Set down the listing below verbatim, but only from its first line through the line containing "fn post_from_row(row: &sqlx::sqlite::SqliteRow)".

:: SUPPLIED MATERIAL

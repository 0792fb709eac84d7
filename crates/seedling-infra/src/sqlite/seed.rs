//! SQLite seed store implementation.
//!
//! Implements `SeedStore` from `seedling-core` using sqlx with split read/write
//! pools. A snapshot is written inside one transaction on the writer pool:
//! users first, then posts, then the batch record. Entries are upserted by
//! identifier, so re-applying a seed overwrites rather than duplicates.

use std::collections::BTreeMap;

use chrono::{DateTime, Utc};
use seedling_core::repository::seed::SeedStore;
use seedling_types::batch::{BatchId, SeedBatch};
use seedling_types::category::CategoryKind;
use seedling_types::error::RepositoryError;
use seedling_types::record::{Post, User};
use seedling_types::seed::{SeedCounts, SeedSnapshot};
use sqlx::Row;

use super::pool::DatabasePool;

/// SQLite-backed implementation of `SeedStore`.
pub struct SqliteSeedStore {
    pool: DatabasePool,
}

impl SqliteSeedStore {
    /// Create a new store backed by the given database pool.
    pub fn new(pool: DatabasePool) -> Self {
        Self { pool }
    }
}

// ---------------------------------------------------------------------------
// Private Row types for SQLite-to-domain mapping
// ---------------------------------------------------------------------------

fn user_from_row(row: &sqlx::sqlite::SqliteRow) -> Result<User, RepositoryError> {
    Ok(User {
        id: row
            .try_get("id")
            .map_err(|e| RepositoryError::Query(e.to_string()))?,
        name: row
            .try_get("name")
            .map_err(|e| RepositoryError::Query(e.to_string()))?,
    })
}

fn post_from_row(row: &sqlx::sqlite::SqliteRow) -> Result<Post, RepositoryError> {
    Ok(Post {
        id: row
            .try_get("id")
            .map_err(|e| RepositoryError::Query(e.to_string()))?,
        title: row
            .try_get("title")
            .map_err(|e| RepositoryError::Query(e.to_string()))?,
        author_id: row
            .try_get("author_id")
            .map_err(|e| RepositoryError::Query(e.to_string()))?,
    })
}

struct BatchRow {
    id: String,
    user_count: i64,
    post_count: i64,
    committed_at: String,
}

impl BatchRow {
    fn from_row(row: &sqlx::sqlite::SqliteRow) -> Result<Self, sqlx::Error> {
        Ok(Self {
            id: row.try_get("id")?,
            user_count: row.try_get("user_count")?,
            post_count: row.try_get("post_count")?,
            committed_at: row.try_get("committed_at")?,
        })
    }

    fn into_batch(self) -> Result<SeedBatch, RepositoryError> {
        let id = self
            .id
            .parse::<BatchId>()
            .map_err(|e| RepositoryError::Query(format!("invalid batch id: {e}")))?;

        Ok(SeedBatch {
            id,
            counts: SeedCounts {
                users: count_from_db(self.user_count)?,
                posts: count_from_db(self.post_count)?,
            },
            committed_at: parse_datetime(&self.committed_at)?,
        })
    }
}

// ---------------------------------------------------------------------------
// Helpers
// ---------------------------------------------------------------------------

fn parse_datetime(s: &str) -> Result<DateTime<Utc>, RepositoryError> {
    DateTime::parse_from_rfc3339(s)
        .map(|dt| dt.with_timezone(&Utc))
        .map_err(|e| RepositoryError::Query(format!("invalid datetime: {e}")))
}

fn format_datetime(dt: &DateTime<Utc>) -> String {
    dt.to_rfc3339()
}

fn count_from_db(n: i64) -> Result<usize, RepositoryError> {
    usize::try_from(n).map_err(|e| RepositoryError::Query(format!("invalid count {n}: {e}")))
}

fn write_error(category: CategoryKind, id: &str, err: sqlx::Error) -> RepositoryError {
    RepositoryError::Write {
        category,
        id: id.to_string(),
        message: err.to_string(),
    }
}

// ---------------------------------------------------------------------------
// SeedStore implementation
// ---------------------------------------------------------------------------

impl SeedStore for SqliteSeedStore {
    async fn persist(&self, snapshot: &SeedSnapshot) -> Result<SeedBatch, RepositoryError> {
        let batch = SeedBatch {
            id: BatchId::new(),
            counts: snapshot.counts(),
            committed_at: Utc::now(),
        };
        let batch_id = batch.id.to_string();
        let now = format_datetime(&batch.committed_at);

        let mut tx = self
            .pool
            .writer
            .begin()
            .await
            .map_err(|e| RepositoryError::Connection(e.to_string()))?;

        for user in snapshot.users().values() {
            sqlx::query(
                r#"INSERT INTO users (id, name, batch_id, updated_at)
                   VALUES (?, ?, ?, ?)
                   ON CONFLICT (id) DO UPDATE SET
                       name = excluded.name,
                       batch_id = excluded.batch_id,
                       updated_at = excluded.updated_at"#,
            )
            .bind(&user.id)
            .bind(&user.name)
            .bind(&batch_id)
            .bind(&now)
            .execute(&mut *tx)
            .await
            .map_err(|e| write_error(CategoryKind::Users, &user.id, e))?;
        }

        for post in snapshot.posts().values() {
            sqlx::query(
                r#"INSERT INTO posts (id, title, author_id, batch_id, updated_at)
                   VALUES (?, ?, ?, ?, ?)
                   ON CONFLICT (id) DO UPDATE SET
                       title = excluded.title,
                       author_id = excluded.author_id,
                       batch_id = excluded.batch_id,
                       updated_at = excluded.updated_at"#,
            )
            .bind(&post.id)
            .bind(&post.title)
            .bind(&post.author_id)
            .bind(&batch_id)
            .bind(&now)
            .execute(&mut *tx)
            .await
            .map_err(|e| write_error(CategoryKind::Posts, &post.id, e))?;
        }

        sqlx::query(
            "INSERT INTO seed_batches (id, user_count, post_count, committed_at) VALUES (?, ?, ?, ?)",
        )
        .bind(&batch_id)
        .bind(batch.counts.users as i64)
        .bind(batch.counts.posts as i64)
        .bind(&now)
        .execute(&mut *tx)
        .await
        .map_err(|e| RepositoryError::Query(e.to_string()))?;

        tx.commit()
            .await
            .map_err(|e| RepositoryError::Query(e.to_string()))?;

        tracing::debug!(
            batch = %batch.id,
            users = batch.counts.users,
            posts = batch.counts.posts,
            "seed snapshot written"
        );

        Ok(batch)
    }

    async fn load(&self) -> Result<SeedSnapshot, RepositoryError> {
        let user_rows = sqlx::query("SELECT id, name FROM users ORDER BY id")
            .fetch_all(&self.pool.reader)
            .await
            .map_err(|e| RepositoryError::Query(e.to_string()))?;

        let post_rows = sqlx::query("SELECT id, title, author_id FROM posts ORDER BY id")
            .fetch_all(&self.pool.reader)
            .await
            .map_err(|e| RepositoryError::Query(e.to_string()))?;

        let mut users = BTreeMap::new();
        for row in &user_rows {
            let user = user_from_row(row)?;
            users.insert(user.id.clone(), user);
        }

        let mut posts = BTreeMap::new();
        for row in &post_rows {
            let post = post_from_row(row)?;
            posts.insert(post.id.clone(), post);
        }

        Ok(SeedSnapshot::new(users, posts))
    }

    async fn get_user(&self, id: &str) -> Result<Option<User>, RepositoryError> {
        let row = sqlx::query("SELECT id, name FROM users WHERE id = ?")
            .bind(id)
            .fetch_optional(&self.pool.reader)
            .await
            .map_err(|e| RepositoryError::Query(e.to_string()))?;

        row.as_ref().map(user_from_row).transpose()
    }

    async fn get_post(&self, id: &str) -> Result<Option<Post>, RepositoryError> {
        let row = sqlx::query("SELECT id, title, author_id FROM posts WHERE id = ?")
            .bind(id)
            .fetch_optional(&self.pool.reader)
            .await
            .map_err(|e| RepositoryError::Query(e.to_string()))?;

        row.as_ref().map(post_from_row).transpose()
    }

    async fn list_batches(&self) -> Result<Vec<SeedBatch>, RepositoryError> {
        let rows = sqlx::query("SELECT * FROM seed_batches ORDER BY committed_at DESC, id DESC")
            .fetch_all(&self.pool.reader)
            .await
            .map_err(|e| RepositoryError::Query(e.to_string()))?;

        rows.iter()
            .map(|row| {
                BatchRow::from_row(row)
                    .map_err(|e| RepositoryError::Query(e.to_string()))?
                    .into_batch()
            })
            .collect()
    }
}

#[cfg(test)]
mod tests {
    use super::*;
    use crate::sqlite::pool::DatabasePool;
    use seedling_core::seed::SeedBuilder;
    use seedling_types::record::{NewPost, NewUser};

    async fn test_pool() -> DatabasePool {
        let dir = tempfile::tempdir().unwrap();
        let db_path = dir.path().join("test.db");
        std::mem::forget(dir);
        DatabasePool::open(&db_path).await.unwrap()
    }

    fn scenario() -> SeedSnapshot {
        let mut builder = SeedBuilder::new();
        builder
            .add_user("matt", NewUser::new("Matt"))
            .add_post("post1", NewPost::new("Post 2", "matt"))
            .add_post("post2", NewPost::new("Post", "matt"));
        builder.commit()
    }

    #[tokio::test]
    async fn test_persist_load_roundtrip() {
        let store = SqliteSeedStore::new(test_pool().await);
        let snapshot = scenario();

        let batch = store.persist(&snapshot).await.unwrap();
        assert_eq!(batch.counts, SeedCounts { users: 1, posts: 2 });

        let loaded = store.load().await.unwrap();
        assert_eq!(loaded, snapshot);
    }

    #[tokio::test]
    async fn test_persist_on_closed_pool_reports_cause() {
        let pool = test_pool().await;
        pool.writer.close().await;
        let store = SqliteSeedStore::new(pool);

        let err = store.persist(&scenario()).await.unwrap_err();
        match err {
            RepositoryError::Connection(message) => assert!(message.contains("closed")),
            other => panic!("expected connection error, got {other:?}"),
        }
    }

    #[tokio::test]
    async fn test_load_empty_database() {
        let store = SqliteSeedStore::new(test_pool().await);
        let loaded = store.load().await.unwrap();
        assert!(loaded.is_empty());
    }

    #[tokio::test]
    async fn test_get_nonexistent_returns_none() {
        let store = SqliteSeedStore::new(test_pool().await);
        store.persist(&scenario()).await.unwrap();

        assert!(store.get_user("kate").await.unwrap().is_none());
        assert!(store.get_post("post9").await.unwrap().is_none());
        assert_eq!(store.get_user("matt").await.unwrap().unwrap().name, "Matt");
        assert_eq!(
            store.get_post("post1").await.unwrap().unwrap().author_id,
            "matt"
        );
    }

    #[tokio::test]
    async fn test_persist_upserts_existing_ids() {
        let store = SqliteSeedStore::new(test_pool().await);
        store.persist(&scenario()).await.unwrap();

        let mut builder = SeedBuilder::new();
        builder.add_user("matt", NewUser::new("Matthew"));
        store.persist(&builder.commit()).await.unwrap();

        let loaded = store.load().await.unwrap();
        assert_eq!(loaded.counts(), SeedCounts { users: 1, posts: 2 });
        assert_eq!(loaded.user("matt").unwrap().name, "Matthew");
    }

    #[tokio::test]
    async fn test_dangling_author_is_stored() {
        let store = SqliteSeedStore::new(test_pool().await);
        let mut builder = SeedBuilder::new();
        builder.add_post("orphan", NewPost::new("Orphan", "ghost"));

        store.persist(&builder.commit()).await.unwrap();

        let loaded = store.load().await.unwrap();
        assert_eq!(loaded.dangling_authors().len(), 1);
    }

    #[tokio::test]
    async fn test_list_batches_most_recent_first() {
        let store = SqliteSeedStore::new(test_pool().await);
        let first = store.persist(&scenario()).await.unwrap();
        let second = store.persist(&SeedSnapshot::default()).await.unwrap();

        let batches = store.list_batches().await.unwrap();
        assert_eq!(batches.len(), 2);
        assert_eq!(batches[0].id, second.id);
        assert_eq!(batches[1].id, first.id);
        assert_eq!(batches[1].counts.posts, 2);
        assert_eq!(batches[0].counts.total(), 0);
    }

    #[tokio::test]
    async fn test_failed_write_names_entry_and_rolls_back() {
        let pool = test_pool().await;
        // Force the posts insert to fail.
        sqlx::query("CREATE TRIGGER reject_post BEFORE INSERT ON posts WHEN NEW.id = 'post2' BEGIN SELECT RAISE(ABORT, 'rejected'); END")
            .execute(&pool.writer)
            .await
            .unwrap();
        let store = SqliteSeedStore::new(pool);

        let err = store.persist(&scenario()).await.unwrap_err();
        match err {
            RepositoryError::Write { category, id, message } => {
                assert_eq!(category, CategoryKind::Posts);
                assert_eq!(id, "post2");
                assert!(message.contains("rejected"));
            }
            other => panic!("unexpected error: {other}"),
        }

        let loaded = store.load().await.unwrap();
        assert!(loaded.is_empty(), "transaction should have rolled back");
        assert!(store.list_batches().await.unwrap().is_empty());
    }
}
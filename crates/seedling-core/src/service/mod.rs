//! Service layer for Seedling.
//!
//! Services orchestrate the seed builder and the persistence port. They
//! depend only on trait abstractions from `repository` -- never on
//! concrete infrastructure implementations.

pub mod seed;
//! Seed accumulation, typed builder, and persistence ports for Seedling.
//!
//! This crate defines the runtime accumulator, the type-level builder on top
//! of it, and the "ports" (repository traits) that the infrastructure layer
//! implements. It depends only on `seedling-types` -- never on
//! `seedling-infra` or any database/IO crate.

pub mod repository;
pub mod seed;
pub mod service;
pub mod typed;
//! Entry records and the input fields used to create them.
//!
//! Every record carries an `id` that is supplied by the caller at insertion
//! time; the `New*` input types hold the remaining category-specific fields.

use serde::{Deserialize, Serialize};

use crate::category::CategoryKind;

/// A user entry.
#[derive(Debug, Clone, PartialEq, Eq, Serialize, Deserialize)]
pub struct User {
    pub id: String,
    pub name: String,
}

impl User {
    /// Build a stored user from its identifier and input fields.
    pub fn from_fields(id: impl Into<String>, fields: NewUser) -> Self {
        Self {
            id: id.into(),
            name: fields.name,
        }
    }
}

/// A post entry.
///
/// `author_id` is expected to name a user of the same seed set, but nothing
/// here enforces it. See `SeedSnapshot::validate_references`.
#[derive(Debug, Clone, PartialEq, Eq, Serialize, Deserialize)]
pub struct Post {
    pub id: String,
    pub title: String,
    pub author_id: String,
}

impl Post {
    /// Build a stored post from its identifier and input fields.
    pub fn from_fields(id: impl Into<String>, fields: NewPost) -> Self {
        Self {
            id: id.into(),
            title: fields.title,
            author_id: fields.author_id,
        }
    }
}

/// Input fields for a user (everything except `id`).
#[derive(Debug, Clone, PartialEq, Eq, Serialize, Deserialize)]
pub struct NewUser {
    pub name: String,
}

impl NewUser {
    pub fn new(name: impl Into<String>) -> Self {
        Self { name: name.into() }
    }
}

/// Input fields for a post (everything except `id`).
#[derive(Debug, Clone, PartialEq, Eq, Serialize, Deserialize)]
pub struct NewPost {
    pub title: String,
    pub author_id: String,
}

impl NewPost {
    pub fn new(title: impl Into<String>, author_id: impl Into<String>) -> Self {
        Self {
            title: title.into(),
            author_id: author_id.into(),
        }
    }
}

/// Input fields for an entry whose category is only known at runtime
/// (seed files, CLI).
///
/// Untagged: the variant is picked from the fields present, so a seed-file
/// entry declaring `category = "users"` but carrying post fields is detected
/// as a mismatch rather than silently misread.
#[derive(Debug, Clone, PartialEq, Eq, Serialize, Deserialize)]
#[serde(untagged)]
pub enum EntryFields {
    Post(NewPost),
    User(NewUser),
}

impl EntryFields {
    /// The category these fields belong to.
    pub fn kind(&self) -> CategoryKind {
        match self {
            EntryFields::User(_) => CategoryKind::Users,
            EntryFields::Post(_) => CategoryKind::Posts,
        }
    }

    /// Names of the fields these inputs are read from.
    pub fn field_names(&self) -> &'static [&'static str] {
        match self {
            EntryFields::User(_) => &["name"],
            EntryFields::Post(_) => &["title", "author_id"],
        }
    }
}

impl From<NewUser> for EntryFields {
    fn from(fields: NewUser) -> Self {
        EntryFields::User(fields)
    }
}

impl From<NewPost> for EntryFields {
    fn from(fields: NewPost) -> Self {
        EntryFields::Post(fields)
    }
}
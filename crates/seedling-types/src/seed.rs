//! The committed seed snapshot.
//!
//! A `SeedSnapshot` is the immutable result of committing a seed builder:
//! every user and post that was accumulated, keyed exactly by the identifier
//! supplied at insertion. Collections are `BTreeMap`s so two snapshots built
//! from the same distinct entries in different orders compare equal and
//! serialize identically.

use std::collections::BTreeMap;

use serde::{Deserialize, Serialize};

use crate::category::CategoryKind;
use crate::error::SeedError;
use crate::record::{Post, User};

/// Immutable snapshot of all accumulated categories.
///
/// Serializes as `{"users": {...}, "posts": {...}}`.
#[derive(Debug, Clone, Default, PartialEq, Eq, Serialize, Deserialize)]
pub struct SeedSnapshot {
    users: BTreeMap<String, User>,
    posts: BTreeMap<String, Post>,
}

/// Per-category entry counts.
#[derive(Debug, Clone, Copy, Default, PartialEq, Eq, Serialize, Deserialize)]
pub struct SeedCounts {
    pub users: usize,
    pub posts: usize,
}

impl SeedCounts {
    pub fn total(&self) -> usize {
        self.users + self.posts
    }
}

/// A post whose `author_id` names no user in the same snapshot.
#[derive(Debug, Clone, PartialEq, Eq, Serialize, Deserialize)]
pub struct DanglingAuthor {
    pub post_id: String,
    pub author_id: String,
}

impl SeedSnapshot {
    pub fn new(users: BTreeMap<String, User>, posts: BTreeMap<String, Post>) -> Self {
        Self { users, posts }
    }

    pub fn users(&self) -> &BTreeMap<String, User> {
        &self.users
    }

    pub fn posts(&self) -> &BTreeMap<String, Post> {
        &self.posts
    }

    /// Look up a user. `None` means the identifier was never inserted.
    pub fn user(&self, id: &str) -> Option<&User> {
        self.users.get(id)
    }

    /// Look up a post. `None` means the identifier was never inserted.
    pub fn post(&self, id: &str) -> Option<&Post> {
        self.posts.get(id)
    }

    /// Look up a user, treating absence as an error.
    pub fn require_user(&self, id: &str) -> Result<&User, SeedError> {
        self.user(id).ok_or_else(|| SeedError::NotFound {
            category: CategoryKind::Users,
            id: id.to_string(),
        })
    }

    /// Look up a post, treating absence as an error.
    pub fn require_post(&self, id: &str) -> Result<&Post, SeedError> {
        self.post(id).ok_or_else(|| SeedError::NotFound {
            category: CategoryKind::Posts,
            id: id.to_string(),
        })
    }

    /// Whether `id` is present in `category`.
    pub fn contains(&self, category: CategoryKind, id: &str) -> bool {
        match category {
            CategoryKind::Users => self.users.contains_key(id),
            CategoryKind::Posts => self.posts.contains_key(id),
        }
    }

    pub fn counts(&self) -> SeedCounts {
        SeedCounts {
            users: self.users.len(),
            posts: self.posts.len(),
        }
    }

    pub fn is_empty(&self) -> bool {
        self.users.is_empty() && self.posts.is_empty()
    }

    /// Posts whose author is not a user of this snapshot, in post-id order.
    pub fn dangling_authors(&self) -> Vec<DanglingAuthor> {
        self.posts
            .values()
            .filter(|post| !self.users.contains_key(&post.author_id))
            .map(|post| DanglingAuthor {
                post_id: post.id.clone(),
                author_id: post.author_id.clone(),
            })
            .collect()
    }

    /// Fail on the first post (by id) whose author is not a user here.
    pub fn validate_references(&self) -> Result<(), SeedError> {
        match self.dangling_authors().into_iter().next() {
            Some(DanglingAuthor { post_id, author_id }) => {
                Err(SeedError::DanglingAuthor { post_id, author_id })
            }
            None => Ok(()),
        }
    }
}
use std::path::PathBuf;

use anyhow::{Context, Result};
use clap::Parser;
use plainview_common::APP_NAME;
use plainview_common::observability::{LogConfig, LogFormat, init_logging};
use plainview_config::{PlainviewConfig, PlainviewConfigLoader};
use plainview_server::{AppState, router};
use tokio::net::TcpListener;
use tokio_util::sync::CancellationToken;

const DEFAULT_CONFIG: &str = "plainview.yaml";

/// Forward proxy that serves pages without scripts, styles or link farms.
#[derive(Debug, Parser)]
#[command(name = "plainview", version, about)]
struct Args {
    /// YAML configuration file. `plainview.yaml` is read when present.
    #[arg(short, long, env = "PLAINVIEW_CONFIG")]
    config: Option<PathBuf>,

    /// Interface to bind, overriding `server.host`.
    #[arg(long)]
    host: Option<String>,

    /// Port to bind, overriding `server.port`.
    #[arg(short, long)]
    port: Option<u16>,
}

#[tokio::main]
async fn main() -> Result<()> {
    let args = Args::parse();

    // 1) Load config (env wins over file, CLI wins over both)
    let loader = match &args.config {
        Some(path) => PlainviewConfigLoader::new().with_file(path),
        None => PlainviewConfigLoader::new().with_optional_file(DEFAULT_CONFIG),
    };
    let mut cfg: PlainviewConfig = loader.load().context("failed to load configuration")?;
    if let Some(host) = args.host {
        cfg.server.host = host;
    }
    if let Some(port) = args.port {
        cfg.server.port = port;
    }

    // 2) Logging
    let log_path = init_logging(log_config(&cfg)?)?;

    // 3) Serve
    let state = AppState::from_config(&cfg)?;
    let addr = cfg.server.bind_addr();
    let listener = TcpListener::bind(&addr)
        .await
        .with_context(|| format!("failed to bind {addr}"))?;

    tracing::info!(
        %addr,
        log = %log_path.display(),
        link_quota = cfg.rewrite.link_quota,
        timeout_secs = cfg.fetch.timeout_secs,
        "server.listening"
    );

    let shutdown = CancellationToken::new();
    tokio::spawn(wait_for_signal(shutdown.clone()));

    axum::serve(listener, router(state))
        .with_graceful_shutdown(shutdown.cancelled_owned())
        .await?;

    tracing::info!("server.stopped");
    Ok(())
}

fn log_config(cfg: &PlainviewConfig) -> Result<LogConfig> {
    let format: LogFormat = cfg.logging.format.parse().map_err(anyhow::Error::msg)?;
    Ok(LogConfig {
        app_name: APP_NAME,
        log_dir: cfg.logging.dir.as_ref().map(PathBuf::from),
        emit_stderr: cfg.logging.stderr,
        format,
        default_filter: cfg.logging.filter.clone(),
    })
}

async fn wait_for_signal(shutdown: CancellationToken) {
    #[cfg(unix)]
    let terminate = async {
        match tokio::signal::unix::signal(tokio::signal::unix::SignalKind::terminate()) {
            Ok(mut sig) => {
                sig.recv().await;
            }
            Err(e) => {
                tracing::warn!(error = %e, "SIGTERM handler unavailable");
                std::future::pending::<()>().await;
            }
        }
    };
    #[cfg(not(unix))]
    let terminate = std::future::pending::<()>();

    tokio::select! {
        _ = tokio::signal::ctrl_c() => {}
        _ = terminate => {}
    }
    tracing::info!("server.shutdown_requested");
    shutdown.cancel();
}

::::

OUTPUT BELOW:
repository 0792fb709eac84d7
filename crates/seedling-infra/src/sqlite/seed.rs
//! SQLite seed store implementation.
//!
//! Implements `SeedStore` from `seedling-core` using sqlx with split read/write
//! pools. A snapshot is written inside one transaction on the writer pool:
//! users first, then posts, then the batch record. Entries are upserted by
//! identifier, so re-applying a seed overwrites rather than duplicates.

use std::collections::BTreeMap;

use chrono::{DateTime, Utc};
use seedling_core::repository::seed::SeedStore;
use seedling_types::batch::{BatchId, SeedBatch};
use seedling_types::category::CategoryKind;
use seedling_types::error::RepositoryError;
use seedling_types::record::{Post, User};
use seedling_types::seed::{SeedCounts, SeedSnapshot};
use sqlx::Row;

use super::pool::DatabasePool;

/// SQLite-backed implementation of `SeedStore`.
pub struct SqliteSeedStore {
    pool: DatabasePool,
}

impl SqliteSeedStore {
    /// Create a new store backed by the given database pool.
    pub fn new(pool: DatabasePool) -> Self {
        Self { pool }
    }
}

// ---------------------------------------------------------------------------
// Private Row types for SQLite-to-domain mapping
// ---------------------------------------------------------------------------

fn user_from_row(row: &sqlx::sqlite::SqliteRow) -> Result<User, RepositoryError> {
    Ok(User {
        id: row
            .try_get("id")
            .map_err(|e| RepositoryError::Query(e.to_string()))?,
        name: row
            .try_get("name")
            .map_err(|e| RepositoryError::Query(e.to_string()))?,
    })
}

fn post_from_row(row: &sqlx::sqlite::SqliteRow) -> Result<Post, RepositoryError> {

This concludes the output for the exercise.